Duties and responsibilities
- Conduct original empirical and theoretical research in macroeconomics, labor economics, monetary policy, financial markets, or banking regulation
- Build and maintain econometric models that inform policy analysis, including DSGE models, VAR models, and reduced-form empirical analyses
- Prepare policy briefings and research memoranda for senior officials including Regional Bank Presidents and Board Governors
- Present research at academic conferences, Federal Reserve System research meetings, and policy forums
- Review and analyze real-time economic data releases: GDP, employment, inflation, financial conditions, and sector-specific indicators
- Contribute to the Beige Book, regional economic assessments, and other public communications produced by the Reserve Bank
- Advise on economic impacts of proposed regulations, supervisory standards, and financial system changes
- Mentor research assistants, visiting scholars, and junior economists within the research department
- Publish peer-reviewed research in economics journals and Federal Reserve working paper series
- Participate in interagency working groups with other federal economic agencies: Treasury, OMB, BLS, BEA, and others
Overview
Federal Reserve Economists sit at the most consequential intersection of economic research and public policy in the United States. The research they produce and the briefings they prepare feed directly into decisions that affect interest rates, financial regulation, and the trajectory of the U.S. and global economies. It is one of the most intellectually rigorous and policy-relevant positions available to economists at any career stage.
Research is the core activity. Fed economists identify questions that matter for monetary policy, financial stability, or banking supervision — what is the current state of inflation expectations? how do rising interest rates affect small business credit access? what are the systemic risks posed by a new category of nonbank financial intermediary? — and apply rigorous empirical and theoretical methods to answer them. The output is working papers, policy memos, and journal articles that are read by academics, policymakers, and financial market participants worldwide.

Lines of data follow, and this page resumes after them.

use crate::report::{CommonOutcome, Report, Side};
use crate::tree_index::TreeIndex;
use std::path::Path;

/// Renders a finished report to stdout, one coded line per path:
/// `M` mismatch, `E` could-not-verify, `<`/`>` unique to left/right,
/// `=` match (only with `all`). Mismatch and Error are deliberately
/// distinct codes; conflating them would hide which files need manual
/// attention.
pub fn print_report(report: &Report, left: &TreeIndex, right: &TreeIndex, all: bool, long: bool) {
    for line in listing_lines(report, left, right, all, long) {
        println!("{line}");
    }

    if !report.is_identical() {
        println!();
        println!(
            "{} matched, {} mismatched, {} errored, {} only in left, {} only in right",
            report.matched_count(),
            report.mismatched_count(),
            report.errored_count(),
            report.unique_to(Side::Left).len(),
            report.unique_to(Side::Right).len()
        );
        println!("Fingerprint: {}", report.fingerprint());
    }
}

struct Line<'a> {
    path: &'a str,
    code: &'static str,
    detail: Vec<String>,
}

fn listing_lines(
    report: &Report,
    left: &TreeIndex,
    right: &TreeIndex,
    all: bool,
    long: bool,
) -> Vec<String> {
    let mut entries: Vec<Line> = Vec::new();

    for (path, outcome) in report.outcomes() {
        match outcome {
            CommonOutcome::Match => {
                if all {
                    entries.push(Line {
                        path,
                        code: "=",
                        detail: Vec::new(),
                    });
                }
            }
            CommonOutcome::Mismatch => {
                let detail = if long {
                    vec![
                        format!("   left:  {}", describe_file(left.get(path))),
                        format!("   right: {}", describe_file(right.get(path))),
                    ]
                } else {
                    Vec::new()
                };
                entries.push(Line {
                    path,
                    code: "M",
                    detail,
                });
            }
            CommonOutcome::Error { cause } => {
                let detail = if long {
                    vec![format!("   cause: {cause}")]
                } else {
                    Vec::new()
                };
                entries.push(Line {
                    path,
                    code: "E",
                    detail,
                });
            }
        }
    }

    for unique in report.unique_to(Side::Left) {
        entries.push(Line {
            path: &unique.path,
            code: "<",
            detail: unique_detail(left.get(&unique.path), unique.digest.as_deref(), long),
        });
    }
    for unique in report.unique_to(Side::Right) {
        entries.push(Line {
            path: &unique.path,
            code: ">",
            detail: unique_detail(right.get(&unique.path), unique.digest.as_deref(), long),
        });
    }

    entries.sort_by(|a, b| a.path.cmp(b.path));

    let mut lines = Vec::new();
    for entry in entries {
        lines.push(format!("{:<2} {}", entry.code, entry.path));
        lines.extend(entry.detail);
    }
    lines
}

fn unique_detail(absolute: Option<&Path>, digest: Option<&str>, long: bool) -> Vec<String> {
    if !long {
        return Vec::new();
    }
    let digest_text = match digest {
        Some(digest) => truncate_digest(digest),
        None => "unavailable".to_string(),
    };
    vec![format!(
        "   {}, sha256: {}",
        describe_file(absolute),
        digest_text
    )]
}

fn describe_file(absolute: Option<&Path>) -> String {
    let Some(absolute) = absolute else {
        return "unavailable".to_string();
    };

    let metadata = match std::fs::metadata(absolute) {
        Ok(metadata) => metadata,
        Err(e) => return format!("unavailable: {e}"),
    };

    match metadata.modified() {
        Ok(mtime) => format!(
            "file ({}, mtime: {})",
            format_size(metadata.len()),
            format_mtime(mtime)
        ),
        Err(_) => format!("file ({})", format_size(metadata.len())),
    }
}

fn format_size(bytes: u64) -> String {
    const KB: u64 = 1024;
    const MB: u64 = 1024 * 1024;
    const GB: u64 = 1024 * 1024 * 1024;

    if bytes >= GB {
        format!("{:.1} GB", bytes as f64 / GB as f64)
    } else if bytes >= MB {
        format!("{:.1} MB", bytes as f64 / MB as f64)
    } else if bytes >= KB {
        format!("{:.1} KB", bytes as f64 / KB as f64)
    } else {
        format!("{} bytes", bytes)
    }
}

fn format_mtime(mtime: std::time::SystemTime) -> String {
    let datetime: chrono::DateTime<chrono::Local> = mtime.into();
    datetime.format("%Y-%m-%d %H:%M:%S%.3f").to_string()
}

fn truncate_digest(digest: &str) -> String {
    if digest.len() > 12 {
        format!("{}...", &digest[..12])
    } else {
        digest.to_string()
    }
}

Policy briefing is the other major function. Regional Bank economists prepare regular assessments of their district's economic conditions — employment, manufacturing activity, real estate, consumer spending — that feed into the Beige Book published before each FOMC meeting. They also prepare specific analyses when policy questions arise: what does the data say about the current labor market slack? what is the expected impact of a 50 basis point rate change on housing affordability?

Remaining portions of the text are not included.